-- Work task --
What is the number of lines in the data that hold the string "validate"? Reply with that number only.

═════ Input material

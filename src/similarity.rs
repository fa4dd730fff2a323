//! Pairwise cosine similarity between persona trait vectors

use eyre::Result;
use indexmap::IndexSet;
use serde::{Deserialize, Serialize};
use std::cmp::Ordering;

use crate::persona::{Persona, TraitVector};

/// Similarity between two personas, `source` preceding `target` in input order
#[derive(Debug, Clone, PartialEq, Serialize, Deserialize)]
pub struct SimilarityEdge {
    pub source: String,
    pub target: String,
    pub similarity: f64,
}

/// A persona ranked by its similarity to another
#[derive(Debug, Clone, PartialEq, Serialize)]
pub struct Neighbor {
    pub slug: String,
    pub similarity: f64,
}

/// Cosine similarity over the union of both vectors' trait names.
///
/// A trait missing from one vector counts as 0 there. Returns 0.0 when
/// either vector has zero magnitude.
pub fn cosine_similarity(a: &TraitVector, b: &TraitVector) -> f64 {
    let names: IndexSet<&String> = a.keys().chain(b.keys()).collect();

    let mut dot = 0.0;
    let mut mag_a = 0.0;
    let mut mag_b = 0.0;
    for name in names {
        let x = a.get(name).copied().unwrap_or(0.0);
        let y = b.get(name).copied().unwrap_or(0.0);
        dot += x * y;
        mag_a += x * x;
        mag_b += y * y;
    }

    if mag_a == 0.0 || mag_b == 0.0 {
        return 0.0;
    }

    (dot / (mag_a.sqrt() * mag_b.sqrt())).clamp(-1.0, 1.0)
}

/// Similarity for every unordered pair of personas
pub fn compute_similarities(personas: &[Persona]) -> Result<Vec<SimilarityEdge>> {
    let vectors = personas.iter().map(|p| p.trait_vector()).collect::<Result<Vec<_>>>()?;

    let n = personas.len();
    let mut edges = Vec::with_capacity(n * n.saturating_sub(1) / 2);
    for i in 0..n {
        for j in (i + 1)..n {
            edges.push(SimilarityEdge {
                source: personas[i].slug.clone(),
                target: personas[j].slug.clone(),
                similarity: cosine_similarity(&vectors[i], &vectors[j]),
            });
        }
    }

    log::debug!("Computed {} similarity edges for {} personas", edges.len(), n);
    Ok(edges)
}

/// Every persona connected to `slug`, most similar first
pub fn rank_neighbors(slug: &str, edges: &[SimilarityEdge]) -> Vec<Neighbor> {
    let mut neighbors: Vec<Neighbor> = edges
        .iter()
        .filter_map(|e| {
            if e.source == slug {
                Some(Neighbor {
                    slug: e.target.clone(),
                    similarity: e.similarity,
                })
            } else if e.target == slug {
                Some(Neighbor {
                    slug: e.source.clone(),
                    similarity: e.similarity,
                })
            } else {
                None
            }
        })
        .collect();

    neighbors.sort_by(|a, b| {
        b.similarity
            .partial_cmp(&a.similarity)
            .unwrap_or(Ordering::Equal)
            .then_with(|| a.slug.cmp(&b.slug))
    });
    neighbors
}
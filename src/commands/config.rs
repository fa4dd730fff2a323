use colored::*;
use eyre::{Context, Result};
use std::fs;

use crate::cli::{ConfigAction, OutputFormat};
use crate::config::Config;

pub fn run(action: ConfigAction, config: &Config) -> Result<()> {
    match action {
        ConfigAction::Show { format } => show(OutputFormat::resolve(format), config),
        ConfigAction::Get { key } => get(&key, config),
        ConfigAction::Set { key, value } => set(&key, &value, config),
    }
}

fn show(format: OutputFormat, config: &Config) -> Result<()> {
    match format {
        OutputFormat::Json => {
            println!("{}", serde_json::to_string_pretty(config)?);
        }
        OutputFormat::Yaml => {
            println!("{}", serde_yaml::to_string(config)?);
        }
        OutputFormat::Text => {
            println!("{}", "persona-lab Configuration".bold());
            println!();

            println!("{}:", "paths".cyan());
            println!("  personas: {}", config.paths.personas.display());
            println!();

            println!("{}: {}", "log_level".cyan(), config.log_level.as_filter());
            println!();

            println!("{}:", "layout".cyan());
            println!("  iterations: {}", config.layout.iterations);
            println!("  repulsion: {}", config.layout.repulsion);
            println!("  attraction: {}", config.layout.attraction);
            println!("  radius: {}", config.layout.radius);
            println!("  center: ({}, {})", config.layout.center_x, config.layout.center_y);
            println!("  bounds: [{}, {}]", config.layout.min, config.layout.max);
        }
    }

    Ok(())
}

fn lookup(key: &str, config: &Config) -> Option<String> {
    let layout = &config.layout;
    match key {
        "paths.personas" => Some(config.paths.personas.display().to_string()),
        "log_level" | "log-level" => Some(config.log_level.as_filter().to_string()),
        "layout.iterations" => Some(layout.iterations.to_string()),
        "layout.repulsion" => Some(layout.repulsion.to_string()),
        "layout.attraction" => Some(layout.attraction.to_string()),
        "layout.radius" => Some(layout.radius.to_string()),
        "layout.center_x" => Some(layout.center_x.to_string()),
        "layout.center_y" => Some(layout.center_y.to_string()),
        "layout.min" => Some(layout.min.to_string()),
        "layout.max" => Some(layout.max.to_string()),
        _ => None,
    }
}

fn get(key: &str, config: &Config) -> Result<()> {
    match lookup(key, config) {
        Some(v) => println!("{}", v),
        None => eyre::bail!("Unknown config key: {}", key),
    }

    Ok(())
}

fn apply(key: &str, value: &str, config: &mut Config) -> Result<()> {
    fn number(value: &str) -> Result<f64> {
        value.parse().context("Invalid number")
    }

    let layout = &mut config.layout;
    match key {
        "paths.personas" => config.paths.personas = value.into(),
        "log_level" | "log-level" => config.log_level = value.parse().map_err(|e: String| eyre::eyre!(e))?,
        "layout.iterations" => layout.iterations = value.parse().context("Invalid iteration count")?,
        "layout.repulsion" => layout.repulsion = number(value)?,
        "layout.attraction" => layout.attraction = number(value)?,
        "layout.radius" => layout.radius = number(value)?,
        "layout.center_x" => layout.center_x = number(value)?,
        "layout.center_y" => layout.center_y = number(value)?,
        "layout.min" => layout.min = number(value)?,
        "layout.max" => layout.max = number(value)?,
        _ => {
            eyre::bail!("Unknown config key: {}", key);
        }
    }

    config.layout.validate()
}

fn set(key: &str, value: &str, config: &Config) -> Result<()> {
    println!("{} Setting {} = {}", "→".blue(), key.cyan(), value.green());

    let mut new_config = config.clone();
    apply(key, value, &mut new_config)?;

    let config_path = Config::app_dir().join("persona-lab.yaml");
    if let Some(parent) = config_path.parent() {
        fs::create_dir_all(parent)?;
    }

    let yaml_str = serde_yaml::to_string(&new_config).context("Failed to serialize config")?;
    fs::write(&config_path, yaml_str).context("Failed to write config file")?;

    println!("  {} Saved to {}", "✓".green(), config_path.display());

    Ok(())
}

#[cfg(test)]
mod tests {
    use super::*;
    use crate::config::LogLevel;

    #[test]
    fn test_lookup_known_keys() {
        let config = Config::default();
        assert_eq!(lookup("layout.iterations", &config).as_deref(), Some("50"));
        assert_eq!(lookup("log_level", &config).as_deref(), Some("info"));
        assert!(lookup("layout.gravity", &config).is_none());
    }

    #[test]
    fn test_apply_updates_values() {
        let mut config = Config::default();
        apply("layout.attraction", "0.05", &mut config).unwrap();
        apply("log-level", "warn", &mut config).unwrap();
        apply("paths.personas", "/tmp/personas", &mut config).unwrap();

        assert_eq!(config.layout.attraction, 0.05);
        assert_eq!(config.log_level, LogLevel::Warn);
        assert_eq!(config.paths.personas, std::path::PathBuf::from("/tmp/personas"));
    }

    #[test]
    fn test_apply_rejects_invalid() {
        let mut config = Config::default();
        assert!(apply("layout.iterations", "-3", &mut config).is_err());
        assert!(apply("layout.min", "999", &mut config).is_err());
        assert!(apply("nope", "1", &mut config).is_err());
        assert!(apply("log_level", "shout", &mut config).is_err());
    }
}
//! # murmur-foundation
//!
//! Foundation layer for Murmur, the multi-agent LLM orchestrator. This
//! crate is the token-cost optimization core:
//! - Cache: tiered response cache (exact / semantic / template) over a
//!   redis → sqlite → in-memory backend chain
//! - Delta: partial-update encoding for content that changed a little
//!   (line diff, structural patch, chunk diff, context reuse)
//! - Core: the message types the LLM-invocation layer hands in
//!
//! ## Architecture
//!
//! ```text
//! ┌─────────────────────────────────────────────────────────┐
//! │  LLM invocation layer (external)                        │
//! │        │ get / set                │ encode              │
//! │        ▼                          ▼                     │
//! │  TieredCache                 DeltaEncoder               │
//! │   ├── L1 exact ──▶ backend    ├── LineDiff (code)       │
//! │   ├── L2 semantic (plugin)    ├── StructuralPatch       │
//! │   └── L3 template (plugin)    ├── ChunkDiff (prose)     │
//! │        │                      └── ContextReuse          │
//! │        ▼                                                │
//! │  redis ──▶ sqlite ──▶ memory   (first to open wins)     │
//! └─────────────────────────────────────────────────────────┘
//! ```
//!
//! Everything is explicitly constructed: the host builds one
//! [`TieredCache`] and one [`DeltaEncoder`], owns their lifecycle, and
//! passes them to whatever needs them. Cache failures never propagate;
//! the worst case is a working system that saves nothing.

pub mod cache;
pub mod core;
pub mod delta;
pub mod error;

// ============================================================================
// Error
// ============================================================================
pub use error::{Error, Result};

// ============================================================================
// Core (request contract)
// ============================================================================
// `self::` disambiguates from the built-in `core` crate
pub use self::core::{Message, MessageRole};

// ============================================================================
// Cache (tiered response cache)
// ============================================================================
pub use cache::{
    // Backends
    open_backend_chain,
    BackendChainConfig,
    BackendKind,
    CacheBackend,
    // Config
    CacheConfig,
    CacheEntry,
    CacheLevel,
    CacheResult,
    // Generic single-level cache
    ContextCache,
    // Strategy seam (levels 2/3)
    MatchStrategy,
    MemoryBackend,
    RedisBackend,
    SqliteBackend,
    StrategyHit,
    // Stats
    TierStats,
    TierStatsSnapshot,
    // Tiered cache
    TieredCache,
    TieredCacheConfig,
    // Keys
    request_key,
};

// ============================================================================
// Delta (partial-update encoding)
// ============================================================================
pub use delta::{
    estimate_tokens,
    ContentClass,
    DeltaConfig,
    DeltaEncoder,
    PatchKind,
    PatchOp,
    UpdateMethod,
    UpdateResult,
};
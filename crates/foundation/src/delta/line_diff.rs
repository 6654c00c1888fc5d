//! Line-based diff for code content
//!
//! Hand-rolled LCS diff grouped into unified-style hunks. The payload is a
//! plain text diff a downstream consumer (or human) can apply to the
//! previous version.

/// Cap on the LCS table; beyond it the diff degrades to a whole-file
/// replacement hunk rather than a quadratic walk.
const MAX_DP_CELLS: usize = 4_000_000;

#[derive(Debug, Clone, Copy, PartialEq)]
enum DiffOp<'a> {
    Equal(&'a str),
    Delete(&'a str),
    Insert(&'a str),
}

/// Produce a unified-style diff with `context` lines around each change.
///
/// Returns `None` when the inputs have no line-level changes.
pub(crate) fn unified_diff(old: &str, new: &str, context: usize) -> Option<String> {
    let old_lines: Vec<&str> = old.lines().collect();
    let new_lines: Vec<&str> = new.lines().collect();

    if old_lines == new_lines {
        return None;
    }

    let ops = if old_lines.len().saturating_mul(new_lines.len()) > MAX_DP_CELLS {
        let mut ops: Vec<DiffOp> = old_lines.iter().map(|l| DiffOp::Delete(l)).collect();
        ops.extend(new_lines.iter().map(|l| DiffOp::Insert(l)));
        ops
    } else {
        diff_ops(&old_lines, &new_lines)
    };

    Some(render_hunks(&ops, context))
}

/// LCS walk over lines
fn diff_ops<'a>(old: &[&'a str], new: &[&'a str]) -> Vec<DiffOp<'a>> {
    let n = old.len();
    let m = new.len();

    // table[i][j] = LCS length of old[i..] and new[j..]
    let width = m + 1;
    let mut table = vec![0u32; (n + 1) * width];
    for i in (0..n).rev() {
        for j in (0..m).rev() {
            table[i * width + j] = if old[i] == new[j] {
                table[(i + 1) * width + j + 1] + 1
            } else {
                table[(i + 1) * width + j].max(table[i * width + j + 1])
            };
        }
    }

    let mut ops = Vec::with_capacity(n.max(m));
    let (mut i, mut j) = (0, 0);
    while i < n && j < m {
        if old[i] == new[j] {
            ops.push(DiffOp::Equal(old[i]));
            i += 1;
            j += 1;
        } else if table[(i + 1) * width + j] >= table[i * width + j + 1] {
            ops.push(DiffOp::Delete(old[i]));
            i += 1;
        } else {
            ops.push(DiffOp::Insert(new[j]));
            j += 1;
        }
    }
    ops.extend(old[i..].iter().map(|l| DiffOp::Delete(l)));
    ops.extend(new[j..].iter().map(|l| DiffOp::Insert(l)));
    ops
}

fn render_hunks(ops: &[DiffOp], context: usize) -> String {
    // Keep every change plus `context` ops on either side; consecutive kept
    // regions merge into one hunk.
    let mut keep = vec![false; ops.len()];
    for (idx, op) in ops.iter().enumerate() {
        if !matches!(op, DiffOp::Equal(_)) {
            let lo = idx.saturating_sub(context);
            let hi = (idx + context).min(ops.len() - 1);
            for slot in &mut keep[lo..=hi] {
                *slot = true;
            }
        }
    }

    // Line numbers (1-based) at the start of each op
    let mut positions = Vec::with_capacity(ops.len());
    let (mut old_no, mut new_no) = (1usize, 1usize);
    for op in ops {
        positions.push((old_no, new_no));
        match op {
            DiffOp::Equal(_) => {
                old_no += 1;
                new_no += 1;
            }
            DiffOp::Delete(_) => old_no += 1,
            DiffOp::Insert(_) => new_no += 1,
        }
    }

    let mut out = String::new();
    let mut idx = 0;
    while idx < ops.len() {
        if !keep[idx] {
            idx += 1;
            continue;
        }
        let start = idx;
        let mut end = idx;
        while end + 1 < ops.len() && keep[end + 1] {
            end += 1;
        }

        let (old_start, new_start) = positions[start];
        let (mut old_count, mut new_count) = (0usize, 0usize);
        for op in &ops[start..=end] {
            match op {
                DiffOp::Equal(_) => {
                    old_count += 1;
                    new_count += 1;
                }
                DiffOp::Delete(_) => old_count += 1,
                DiffOp::Insert(_) => new_count += 1,
            }
        }

        out.push_str(&format!(
            "@@ -{},{} +{},{} @@\n",
            old_start, old_count, new_start, new_count
        ));
        for op in &ops[start..=end] {
            let (prefix, line) = match op {
                DiffOp::Equal(line) => (' ', line),
                DiffOp::Delete(line) => ('-', line),
                DiffOp::Insert(line) => ('+', line),
            };
            out.push(prefix);
            out.push_str(line);
            out.push('\n');
        }

        idx = end + 1;
    }
    out
}
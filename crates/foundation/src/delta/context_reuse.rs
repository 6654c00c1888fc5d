//! Word-level change summary for opaque content
//!
//! When content has no exploitable structure, the cheapest description is
//! "mostly what you already have, plus/minus these words" against a
//! remembered baseline.

use serde_json::{json, Value};
use std::collections::HashSet;

/// How many words each of the added/removed sets reports at most
pub(crate) const WORD_SAMPLE_CAP: usize = 10;

/// Coarse added/removed word-set summary.
///
/// Samples are listed in text order (first occurrence wins) so the summary
/// is deterministic; the counts cover the full sets.
pub(crate) fn word_delta(old: &str, new: &str) -> Value {
    let old_set: HashSet<&str> = old.split_whitespace().collect();
    let new_set: HashSet<&str> = new.split_whitespace().collect();

    let added = distinct_missing_from(new, &old_set);
    let removed = distinct_missing_from(old, &new_set);

    json!({
        "added": added.iter().take(WORD_SAMPLE_CAP).collect::<Vec<_>>(),
        "added_count": added.len(),
        "removed": removed.iter().take(WORD_SAMPLE_CAP).collect::<Vec<_>>(),
        "removed_count": removed.len(),
    })
}

/// Whether the summary describes any change at all
pub(crate) fn is_empty_delta(summary: &Value) -> bool {
    summary["added_count"] == 0 && summary["removed_count"] == 0
}

/// Words of `text`, deduplicated in order, that `other` does not contain
fn distinct_missing_from<'a>(text: &'a str, other: &HashSet<&str>) -> Vec<&'a str> {
    let mut seen = HashSet::new();
    text.split_whitespace()
        .filter(|word| !other.contains(word) && seen.insert(*word))
        .collect()
}

#[cfg(test)]
mod tests {
    use super::*;

    #[test]
    fn test_added_and_removed_words() {
        let summary = word_delta("the quick brown fox", "the slow brown fox jumps");

        assert_eq!(summary["added"], json!(["slow", "jumps"]));
        assert_eq!(summary["added_count"], 2);
        assert_eq!(summary["removed"], json!(["quick"]));
        assert_eq!(summary["removed_count"], 1);
    }

    #[test]
    fn test_identical_text_is_empty_delta() {
        let summary = word_delta("same words here", "same words here");
        assert!(is_empty_delta(&summary));
        assert_eq!(summary["added"], json!([]));
    }

    #[test]
    fn test_sample_cap_with_full_counts() {
        let old = "base";
        let new: String = (0..25).map(|i| format!("w{} ", i)).collect::<String>() + "base";

        let summary = word_delta(old, &new);
        assert_eq!(summary["added"].as_array().unwrap().len(), WORD_SAMPLE_CAP);
        assert_eq!(summary["added_count"], 25);
    }

    #[test]
    fn test_duplicates_reported_once() {
        let summary = word_delta("a", "a b b b");
        assert_eq!(summary["added"], json!(["b"]));
        assert_eq!(summary["added_count"], 1);
    }
}
//! Core types shared across the foundation layer

mod types;

pub use types::{Message, MessageRole};
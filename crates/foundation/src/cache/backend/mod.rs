//! Cache storage backends
//!
//! A backend is a capability-bounded key/value store with per-entry TTL.
//! Three implementations compose a fallback chain tried once at startup:
//!
//! 1. [`RedisBackend`] - networked cache service, server-enforced expiry
//! 2. [`SqliteBackend`] - durable file-backed store, expiry column
//! 3. [`MemoryBackend`] - mutex-guarded in-process map, lazy expiry
//!
//! Initialization failure moves the chain to the next slot; per-call
//! failures are the caller's problem and are handled fail-open (treated as
//! a miss or a no-op, never propagated to the request path).

mod memory;
mod redis;
mod sqlite;

pub use memory::MemoryBackend;
pub use redis::RedisBackend;
pub use sqlite::SqliteBackend;

use super::config::{BackendChainConfig, BackendKind};
use super::types::CacheEntry;
use crate::error::Result;
use std::time::Duration;
use tracing::{info, warn};

/// A key/value store for cache entries with per-entry TTL
pub trait CacheBackend: Send + Sync {
    /// Short backend name for logs and stats
    fn name(&self) -> &'static str;

    /// Fetch an entry. `Ok(None)` is a miss; expired entries are misses.
    fn get(&self, key: &str) -> Result<Option<CacheEntry>>;

    /// Store an entry under `key` for `ttl`
    fn set(&self, key: &str, entry: &CacheEntry, ttl: Duration) -> Result<()>;

    /// Remove an entry if present
    fn delete(&self, key: &str) -> Result<()>;

    /// Remove every entry this backend holds
    fn clear(&self) -> Result<()>;
}

// Allows a host to share one backend between caches (and tests to keep a
// handle on a backend handed to a TieredCache).
impl<B: CacheBackend + ?Sized> CacheBackend for std::sync::Arc<B> {
    fn name(&self) -> &'static str {
        (**self).name()
    }

    fn get(&self, key: &str) -> Result<Option<CacheEntry>> {
        (**self).get(key)
    }

    fn set(&self, key: &str, entry: &CacheEntry, ttl: Duration) -> Result<()> {
        (**self).set(key, entry, ttl)
    }

    fn delete(&self, key: &str) -> Result<()> {
        (**self).delete(key)
    }

    fn clear(&self) -> Result<()> {
        (**self).clear()
    }
}

/// Open the first backend in the configured chain that initializes.
///
/// The list is explicit configuration; no probing for optionally-installed
/// services happens here. The in-process map cannot fail to open, so it
/// also serves as the last resort when the configured list is exhausted.
pub fn open_backend_chain(config: &BackendChainConfig) -> Box<dyn CacheBackend> {
    for kind in &config.backends {
        match kind {
            BackendKind::Redis => {
                match RedisBackend::open(&config.redis_url, config.op_timeout()) {
                    Ok(backend) => {
                        info!(url = %config.redis_url, "cache backend: redis");
                        return Box::new(backend);
                    }
                    Err(e) => warn!(error = %e, "redis backend unavailable, falling back"),
                }
            }
            BackendKind::Sqlite => match SqliteBackend::open(config.sqlite_path.clone()) {
                Ok(backend) => {
                    info!("cache backend: sqlite");
                    return Box::new(backend);
                }
                Err(e) => warn!(error = %e, "sqlite backend unavailable, falling back"),
            },
            BackendKind::Memory => {
                info!(capacity = config.memory_capacity, "cache backend: memory");
                return Box::new(MemoryBackend::new(config.memory_capacity));
            }
        }
    }

    warn!("backend chain exhausted, using in-process memory cache");
    Box::new(MemoryBackend::new(config.memory_capacity))
}

#[cfg(test)]
mod tests {
    use super::*;

    #[test]
    fn test_chain_falls_back_to_memory() {
        // Nothing listens on port 1; the chain must degrade silently.
        let config = BackendChainConfig {
            backends: vec![BackendKind::Redis, BackendKind::Memory],
            redis_url: "redis://127.0.0.1:1".to_string(),
            op_timeout_ms: 100,
            ..Default::default()
        };

        let backend = open_backend_chain(&config);
        assert_eq!(backend.name(), "memory");
    }

    #[test]
    fn test_exhausted_chain_still_yields_memory() {
        let config = BackendChainConfig {
            backends: vec![],
            ..Default::default()
        };

        let backend = open_backend_chain(&config);
        assert_eq!(backend.name(), "memory");
    }

    #[test]
    fn test_arc_delegation() {
        use std::sync::Arc;

        let shared = Arc::new(MemoryBackend::new(4));
        let boxed: Box<dyn CacheBackend> = Box::new(shared.clone());

        let entry = CacheEntry::new("via arc", 1, 0.0, "nano");
        boxed.set("k", &entry, Duration::from_secs(60)).unwrap();
        assert!(shared.get("k").unwrap().is_some());
    }
}
impl TieredCache {
    /// Create a cache, opening the backend chain from config
    pub fn new(config: CacheConfig) -> Self {
        let backend = open_backend_chain(&config.backend);
        Self::with_backend(config.tiered, backend)
    }

    /// Create a cache over an already-constructed backend
    pub fn with_backend(config: TieredCacheConfig, backend: Box<dyn CacheBackend>) -> Self {
        Self {
            config,
            backend,
            semantic: None,
            template: None,
            stats: Mutex::new(TierStats::default()),
        }
    }

    /// Plug in a semantic (level 2) strategy
    pub fn with_semantic(mut self, strategy: Box<dyn MatchStrategy>) -> Self {
        self.semantic = Some(strategy);
        self
    }

    /// Plug in a template (level 3) strategy
    pub fn with_template(mut self, strategy: Box<dyn MatchStrategy>) -> Self {
        self.template = Some(strategy);
        self
    }

    /// The active backend's name (for logs and diagnostics)
    pub fn backend_name(&self) -> &'static str {
        self.backend.name()
    }

    /// Look up a response for this request.
    ///
    /// Checks exact match first, validating the entry against the level 1
    /// TTL (an expired entry is deleted and treated as a miss), then the
    /// enabled similarity strategies in level order. The first hit wins.
    pub fn get(&self, messages: &[Message], tier: &str, max_tokens: u32) -> CacheResult {
        let key = request_key(messages, tier);

        // Level 1: exact match
        if let Some(entry) = self.exact_lookup(&key) {
            debug!(level = "exact", tokens = entry.tokens, "cache hit");
            self.record_hit(CacheLevel::ExactMatch, &entry);
            return CacheResult::hit(CacheLevel::ExactMatch, &entry, 1.0);
        }

        // Level 2: semantic match
        if self.config.enable_semantic {
            if let Some((entry, similarity)) =
                self.strategy_lookup(self.semantic.as_deref(), &key, messages, tier, max_tokens)
            {
                debug!(level = "semantic", similarity, "cache hit");
                self.record_hit(CacheLevel::SemanticMatch, &entry);
                return CacheResult::hit(CacheLevel::SemanticMatch, &entry, similarity);
            }
        }

        // Level 3: template match
        if self.config.enable_template {
            if let Some((entry, similarity)) =
                self.strategy_lookup(self.template.as_deref(), &key, messages, tier, max_tokens)
            {
                debug!(level = "template", similarity, "cache hit");
                self.record_hit(CacheLevel::TemplateMatch, &entry);
                return CacheResult::hit(CacheLevel::TemplateMatch, &entry, similarity);
            }
        }

        if let Ok(mut stats) = self.stats.lock() {
            stats.misses += 1;
        }
        CacheResult::miss()
    }

    /// Record a fresh model response.
    ///
    /// Always writes level 1; enabled strategies get the store forwarded so
    /// the write contract holds however many levels are live.
    pub fn set(&self, messages: &[Message], tier: &str, content: &str, tokens_used: u64, cost: f64) {
        let key = request_key(messages, tier);
        let entry = CacheEntry::new(content, tokens_used, cost, tier);

        if let Err(e) = self.backend.set(&key, &entry, self.config.level1_ttl()) {
            warn!(backend = self.backend.name(), error = %e, "cache write failed");
        }

        if self.config.enable_semantic {
            if let Some(strategy) = self.semantic.as_deref() {
                if let Err(e) = strategy.store(&key, messages, &entry) {
                    warn!(strategy = strategy.name(), error = %e, "strategy store failed");
                }
            }
        }
        if self.config.enable_template {
            if let Some(strategy) = self.template.as_deref() {
                if let Err(e) = strategy.store(&key, messages, &entry) {
                    warn!(strategy = strategy.name(), error = %e, "strategy store failed");
                }
            }
        }
    }

    /// Current statistics with derived totals
    pub fn stats(&self) -> TierStatsSnapshot {
        self.stats
            .lock()
            .map(|stats| stats.snapshot())
            .unwrap_or_else(|_| TierStats::default().snapshot())
    }

    /// Clear every level and reset statistics.
    ///
    /// An error on one level never prevents clearing the others.
    pub fn clear(&self) {
        if let Err(e) = self.backend.clear() {
            warn!(backend = self.backend.name(), error = %e, "backend clear failed");
        }
        for strategy in [self.semantic.as_deref(), self.template.as_deref()]
            .into_iter()
            .flatten()
        {
            if let Err(e) = strategy.clear() {
                warn!(strategy = strategy.name(), error = %e, "strategy clear failed");
            }
        }
        if let Ok(mut stats) = self.stats.lock() {
            *stats = TierStats::default();
        }
    }

    /// Backend lookup with TTL validation; any error degrades to a miss
    fn exact_lookup(&self, key: &str) -> Option<CacheEntry> {
        let entry = match self.backend.get(key) {
            Ok(Some(entry)) => entry,
            Ok(None) => return None,
            Err(e) => {
                warn!(backend = self.backend.name(), error = %e, "cache read failed");
                return None;
            }
        };

        // The backend enforces its own expiry, but a fallback backend may
        // hold entries written under an older TTL config; validate age here.
        if entry.is_expired(self.config.level1_ttl()) {
            if let Err(e) = self.backend.delete(key) {
                warn!(backend = self.backend.name(), error = %e, "expired-entry delete failed");
            }
            return None;
        }

        Some(entry)
    }

    /// Strategy lookup; absent strategies and errors both read as a miss
    fn strategy_lookup(
        &self,
        strategy: Option<&dyn MatchStrategy>,
        key: &str,
        messages: &[Message],
        tier: &str,
        max_tokens: u32,
    ) -> Option<(CacheEntry, f64)> {
        let strategy = strategy?;
        match strategy.lookup(key, messages, tier, max_tokens) {
            Ok(Some(hit)) => Some((hit.entry, hit.similarity)),
            Ok(None) => None,
            Err(e) => {
                warn!(strategy = strategy.name(), error = %e, "strategy lookup failed");
                None
            }
        }
    }

    fn record_hit(&self, level: CacheLevel, entry: &CacheEntry) {
        if let Ok(mut stats) = self.stats.lock() {
            stats.record_hit(level, entry);
        }
    }
}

══════════

-- Answer area --
2